Former lifeboat station in County Durham, England

Seaton Carew Lifeboat Station was located at the southern end of Front Street, in the town of Seaton Carew, in County Durham.

A lifeboat was first stationed at Seaton Carew in 1823, operated by the Tees Bay Lifeboat and Shipwreck Society (TBLSS). Management of the station was transferred to the Royal National Lifeboat Institution (RNLI) in 1857.

A second station. Seaton Snook Lifeboat Station was operational for just two years, between 1907 and 1909.

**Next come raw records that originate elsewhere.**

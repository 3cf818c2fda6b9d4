//! Session tuning knobs.

use std::time::Duration;

/// Configuration shared by every session on a hub.
#[derive(Debug, Clone)]
pub struct SessionConfig {
    /// Housekeeping period. Also the resume grace window and the maximum
    /// age of replayable history.
    ///
    /// Default: 45 seconds.
    pub ping_interval: Duration,

    /// Undelivered packets a session buffers before dropping the oldest.
    ///
    /// Default: 256.
    pub queue_capacity: usize,

    /// Delivered packets a session keeps for replay, regardless of age.
    ///
    /// Default: 1024.
    pub history_limit: usize,

    /// Upper bound on the random delay added to a session's first
    /// housekeeping tick, so sessions created together don't tick together.
    ///
    /// Default: 250 ms.
    pub housekeeping_jitter: Duration,

    /// How long a single write or ping to a connection may take before
    /// the connection is treated as dead and detached.
    ///
    /// Default: 10 seconds.
    pub write_timeout: Duration,
}

impl Default for SessionConfig {
    fn default() -> Self {
        Self {
            ping_interval: Duration::from_secs(45),
            queue_capacity: 256,
            history_limit: 1024,
            housekeeping_jitter: Duration::from_millis(250),
            write_timeout: Duration::from_secs(10),
        }
    }
}

impl SessionConfig {
    /// A default config with a different ping interval.
    pub fn with_ping_interval(ping_interval: Duration) -> Self {
        Self {
            ping_interval,
            ..Default::default()
        }
    }

    /// Clamps values that would make a session unusable.
    ///
    /// Zero capacities become one and a zero ping interval or write
    /// timeout becomes one millisecond.
    pub fn validated(mut self) -> Self {
        if self.ping_interval.is_zero() {
            tracing::warn!("ping_interval is zero, using 1ms");
            self.ping_interval = Duration::from_millis(1);
        }
        if self.write_timeout.is_zero() {
            tracing::warn!("write_timeout is zero, using 1ms");
            self.write_timeout = Duration::from_millis(1);
        }
        self.queue_capacity = self.queue_capacity.max(1);
        self.history_limit = self.history_limit.max(1);
        self
    }
}

#[cfg(test)]
mod tests {
    use super::*;

    #[test]
    fn test_default_values() {
        let config = SessionConfig::default();
        assert_eq!(config.ping_interval, Duration::from_secs(45));
        assert_eq!(config.queue_capacity, 256);
        assert_eq!(config.history_limit, 1024);
        assert_eq!(config.write_timeout, Duration::from_secs(10));
    }

    #[test]
    fn test_validated_clamps_zeroes() {
        let config = SessionConfig {
            ping_interval: Duration::ZERO,
            queue_capacity: 0,
            history_limit: 0,
            housekeeping_jitter: Duration::ZERO,
            write_timeout: Duration::ZERO,
        }
        .validated();
        assert_eq!(config.ping_interval, Duration::from_millis(1));
        assert_eq!(config.queue_capacity, 1);
        assert_eq!(config.history_limit, 1);
        assert_eq!(config.write_timeout, Duration::from_millis(1));
    }
}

Seaton Carew Lifeboat Station closed in 1922.

== History ==
The origins of a lifeboat at Seaton Carew are more set in rumour than fact. It is told that Quaker Thomas Backhouse, a banker from Backhouse's Bank, Darlington, was visiting the town, and witnessed the wreck of a fishing boat. All hands were lost, as a crowd watched on. On hearing a lifeboat would have saved the men, he promised a lifeboat for the town.

Whatever the rumours, records show that a lifeboat was operational at Seaton Carew by 1824. According to the List of shipwrecks in October 1824, no fewer than 11 vessels were driven ashore at Seaton Carew on 11 October 1824. The Sophia of Rostock was wrecked on the North Gar off the mouth of the River Tees, with the loss of the Captain. The survivors were rescued by the Seaton Carew Lifeboat.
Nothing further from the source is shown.